On 10/24/2010 8:42 PM, Aryeh Gregor wrote:
My first thought was to write a GPU program to crack
MediaWiki
password hashes as quickly as possible, then use what we've studied in
class about GPU architecture to design a hash function that would be
as slow as possible to crack on a GPU relative to its PHP execution
speed, as Tim suggested a while back. However, maybe there's
something more interesting I could do.
Boring.
I want Wikipedia converted into facts in a representation system
that supports modal, temporal, and "microtheory" reasoning. You
know, in the "real" world, :James_T_Kirk is a :Fictional_Character,
but in the Star Trek universe, he's a :Person.
Of course, you'd have to pick some chunk out of that big task
that's doable. One thing I'd like is something that extracts the
"meaning" of hyperlinks. For instance, if we look at
http://en.wikipedia.org/wiki/Bruce_Lee
We see a link to :Wong_Jack_Man, and in dbpedia right now, this is
represented as a unidirectional hyperlink w/o semantics. Now, a
smarter system could say
:Bruce_Lee :Had_A_Fight_With :Wong_Jack_Man.

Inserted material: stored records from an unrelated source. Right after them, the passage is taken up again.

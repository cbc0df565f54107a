// SPDX-FileCopyrightText: 2025 Hyperpolymath
// SPDX-License-Identifier: PMPL-1.0-or-later

//! Time source for the rate limiter.
//!
//! The limiter reads time only through [`Clock`], so window expiry can be
//! exercised with [`MockClock`] instead of sleeping.

use std::fmt::Debug;
use std::sync::{Arc, Mutex};
use std::time::{Duration, Instant};

/// Source of monotonic time.
pub trait Clock: Send + Sync + Debug {
    fn now(&self) -> Instant;
}

/// Wall clock backed by `Instant::now()`.
#[derive(Debug, Clone, Copy, Default)]
pub struct SystemClock;

impl Clock for SystemClock {
    fn now(&self) -> Instant {
        Instant::now()
    }
}

/// Manually advanced clock for tests.
///
/// Clones share the same time value.
#[derive(Debug, Clone)]
pub struct MockClock {
    current_time: Arc<Mutex<Instant>>,
}

impl MockClock {
    pub fn new(start: Instant) -> Self {
        Self {
            current_time: Arc::new(Mutex::new(start)),
        }
    }

    /// Advance the clock by a duration.
    pub fn advance(&self, duration: Duration) {
        let mut time = self
            .current_time
            .lock()
            .unwrap_or_else(|poisoned| poisoned.into_inner());
        *time += duration;
    }
}

impl Default for MockClock {
    fn default() -> Self {
        Self::new(Instant::now())
    }
}

impl Clock for MockClock {
    fn now(&self) -> Instant {
        *self
            .current_time
            .lock()
            .unwrap_or_else(|poisoned| poisoned.into_inner())
    }
}

#[cfg(test)]
mod tests {
    use super::*;

    #[test]
    fn test_mock_clock_advances_all_clones() {
        let start = Instant::now();
        let clock = MockClock::new(start);
        let shared = clock.clone();

        shared.advance(Duration::from_secs(30));
        assert_eq!(clock.now(), start + Duration::from_secs(30));
    }

    #[test]
    fn test_system_clock_monotonic() {
        let clock = SystemClock;
        let t1 = clock.now();
        let t2 = clock.now();
        assert!(t2 >= t1);
    }
}
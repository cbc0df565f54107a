// SPDX-FileCopyrightText: 2025 Hyperpolymath
// SPDX-License-Identifier: PMPL-1.0-or-later

//! Error types for the report relay.
//!
//! Every stage of the pipeline that can stop a request maps onto a
//! [`RelayError`] variant, which knows its status code and response body.

use crate::auth::AuthRejection;
use crate::models::MalformedBody;
use crate::validator::ValidationError;
use axum::{
    http::{header, StatusCode},
    response::{IntoResponse, Response},
    Json,
};
use serde_json::json;
use std::time::Duration;
use thiserror::Error;

pub const RATE_LIMIT_MESSAGE: &str = "Rate limit exceeded. Try again in 1 minute.";
pub const DISPATCH_FAILED_MESSAGE: &str = "Failed to send report to Discord";
pub const INTERNAL_ERROR_MESSAGE: &str = "Internal server error";

/// Relay is missing configuration it cannot run without.
#[derive(Debug, Error, Clone, PartialEq, Eq)]
pub enum ConfigurationError {
    #[error("Discord webhook URL is not configured")]
    MissingWebhookUrl,
}

/// Failure while assembling the service at startup.
#[derive(Debug, Error)]
pub enum StartupError {
    #[error("Failed to build HTTP client: {0}")]
    HttpClient(#[from] reqwest::Error),

    #[error("Failed to register metrics: {0}")]
    Metrics(#[from] prometheus::Error),
}

/// Application error types
#[derive(Debug, Error)]
pub enum RelayError {
    #[error("Method not allowed")]
    MethodNotAllowed,

    #[error(transparent)]
    Auth(#[from] AuthRejection),

    #[error("Rate limit exceeded. Try again in 1 minute.")]
    RateLimited { retry_after: Duration },

    #[error(transparent)]
    MalformedBody(#[from] MalformedBody),

    #[error("Validation failed: {0:?}")]
    Validation(Vec<ValidationError>),

    #[error(transparent)]
    Configuration(#[from] ConfigurationError),

    #[error("Webhook delivery failed with status {status}: {message}")]
    Dispatch { status: u16, message: String },

    #[error("Internal error: {0}")]
    Internal(String),
}

impl RelayError {
    /// Get the HTTP status code for this error
    pub fn status_code(&self) -> StatusCode {
        match self {
            Self::MethodNotAllowed => StatusCode::METHOD_NOT_ALLOWED,
            Self::Auth(rejection) => rejection.status_code(),
            Self::RateLimited { .. } => StatusCode::TOO_MANY_REQUESTS,
            Self::MalformedBody(_) | Self::Validation(_) => StatusCode::BAD_REQUEST,
            Self::Dispatch { status, .. } => {
                StatusCode::from_u16(*status).unwrap_or(StatusCode::INTERNAL_SERVER_ERROR)
            }
            Self::Configuration(_) | Self::Internal(_) => StatusCode::INTERNAL_SERVER_ERROR,
        }
    }

    /// Short label used for request outcome metrics.
    pub fn outcome(&self) -> &'static str {
        match self {
            Self::MethodNotAllowed => "method_not_allowed",
            Self::Auth(_) => "unauthorized",
            Self::RateLimited { .. } => "rate_limited",
            Self::MalformedBody(_) | Self::Validation(_) => "invalid",
            Self::Dispatch { .. } => "dispatch_failed",
            Self::Configuration(_) | Self::Internal(_) => "internal_error",
        }
    }
}

impl IntoResponse for RelayError {
    fn into_response(self) -> Response {
        let status = self.status_code();
        let message = self.to_string();

        match self {
            Self::MethodNotAllowed | Self::Auth(_) => {
                (status, Json(json!({ "error": message }))).into_response()
            }
            Self::RateLimited { retry_after } => {
                // Round up so clients never retry before the window has closed.
                let retry_secs = retry_after.as_secs() + u64::from(retry_after.subsec_nanos() > 0);
                (
                    status,
                    [(header::RETRY_AFTER, retry_secs.to_string())],
                    Json(json!({ "error": RATE_LIMIT_MESSAGE })),
                )
                    .into_response()
            }
            Self::MalformedBody(_) => {
                (status, Json(json!({ "errors": [message] }))).into_response()
            }
            Self::Validation(errors) => {
                let errors: Vec<String> = errors.iter().map(ToString::to_string).collect();
                (status, Json(json!({ "errors": errors }))).into_response()
            }
            Self::Dispatch { message, .. } => (
                status,
                Json(json!({ "error": DISPATCH_FAILED_MESSAGE, "details": message })),
            )
                .into_response(),
            Self::Configuration(_) | Self::Internal(_) => {
                (status, Json(json!({ "error": INTERNAL_ERROR_MESSAGE }))).into_response()
            }
        }
    }
}

/// Result type alias
pub type Result<T> = std::result::Result<T, RelayError>;
// SPDX-FileCopyrightText: 2025 Hyperpolymath
// SPDX-License-Identifier: Apache-2.0

//! Test data generators for abuse simulation.

use serde_json::{json, Value};

/// Generate a pool of client identifiers (10.x.x.x private range).
pub fn generate_clients(count: usize) -> Vec<String> {
    (0..count)
        .map(|i| {
            let a = (i >> 16) & 0xFF;
            let b = (i >> 8) & 0xFF;
            let c = i & 0xFF;
            format!("10.{a}.{b}.{c}")
        })
        .collect()
}

/// Generate plausible but unconfigured API keys.
pub fn generate_guessed_keys(count: usize) -> Vec<String> {
    (0..count).map(|i| format!("guess-{i:08x}")).collect()
}

/// A well-formed report body.
pub fn valid_report(i: usize) -> Value {
    json!({
        "url": format!("https://phish-{i}.example.com/login"),
        "date": "2024-05-01",
        "notes": format!("report #{i}")
    })
}

/// Report bodies that must fail validation.
pub fn invalid_reports() -> Vec<Value> {
    vec![
        json!({}),
        json!({ "url": "notaurl", "date": "2024-05-01" }),
        json!({ "url": "https://ok.example", "date": "someday" }),
        json!({ "url": "", "date": "" }),
        json!({ "url": 42, "date": true }),
        json!({ "url": "//no-scheme.example", "date": "2024-05-01" }),
    ]
}

/// Strings that must never parse as report URLs.
pub fn generate_malformed_urls() -> Vec<&'static str> {
    vec![
        "notaurl",
        "example.com",
        "/relative/path",
        "//protocol-relative.example",
        "https://",
        "http://exa mple.com",
        "http://[::1",
        "",
    ]
}
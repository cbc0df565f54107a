// SPDX-FileCopyrightText: 2025 Hyperpolymath
// SPDX-License-Identifier: PMPL-1.0-or-later

//! Prometheus metrics for request outcomes and webhook latency.

use prometheus::{
    Encoder, Histogram, HistogramOpts, IntCounterVec, IntGauge, Opts, Registry, TextEncoder,
};

/// Relay metrics, held in a private registry.
#[derive(Clone)]
pub struct RelayMetrics {
    registry: Registry,
    requests: IntCounterVec,
    dispatch_duration: Histogram,
    tracked_clients: IntGauge,
}

impl RelayMetrics {
    pub fn new() -> Result<Self, prometheus::Error> {
        let registry = Registry::new();

        let requests = IntCounterVec::new(
            Opts::new(
                "report_relay_requests_total",
                "Report requests by pipeline outcome",
            ),
            &["outcome"],
        )?;
        let dispatch_duration = Histogram::with_opts(HistogramOpts::new(
            "report_relay_dispatch_duration_seconds",
            "Time spent delivering a report to the webhook",
        ))?;
        let tracked_clients = IntGauge::new(
            "report_relay_rate_limit_tracked_clients",
            "Client identifiers currently held by the rate limiter",
        )?;

        registry.register(Box::new(requests.clone()))?;
        registry.register(Box::new(dispatch_duration.clone()))?;
        registry.register(Box::new(tracked_clients.clone()))?;

        Ok(Self {
            registry,
            requests,
            dispatch_duration,
            tracked_clients,
        })
    }

    pub fn record_outcome(&self, outcome: &str) {
        self.requests.with_label_values(&[outcome]).inc();
    }

    pub fn observe_dispatch(&self, seconds: f64) {
        self.dispatch_duration.observe(seconds);
    }

    pub fn set_tracked_clients(&self, tracked: usize) {
        self.tracked_clients
            .set(i64::try_from(tracked).unwrap_or(i64::MAX));
    }

    /// Requests counted under `outcome` so far.
    pub fn outcome_count(&self, outcome: &str) -> u64 {
        self.requests.with_label_values(&[outcome]).get()
    }

    /// Render the registry in the Prometheus text format.
    pub fn encode(&self) -> Result<String, prometheus::Error> {
        let mut buffer = Vec::new();
        TextEncoder::new().encode(&self.registry.gather(), &mut buffer)?;
        Ok(String::from_utf8_lossy(&buffer).into_owned())
    }
}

Although wikipedia is a relatively difficult text to work with with
typical BOW and NLP methods, it's got enough semantic structure that
hybrid semantic-BOW/NLP methods ought to be able to work miracles. I
think that the way hyperlinks are used in text could be used to learn
templates for detecting named entity references. I think it also ought
to be possible to build linguistic models for classification. For
instance, if you're having trouble telling your Jaguars apart,
http://en.wikipedia.org/wiki/Jaguar_(disambiguation)
<http://en.wikipedia.org/wiki/Jaguar_%28disambiguation%29>
and related documents might help you make a filter that can tell the
difference between "jaguar the cat" and "jaguar the car".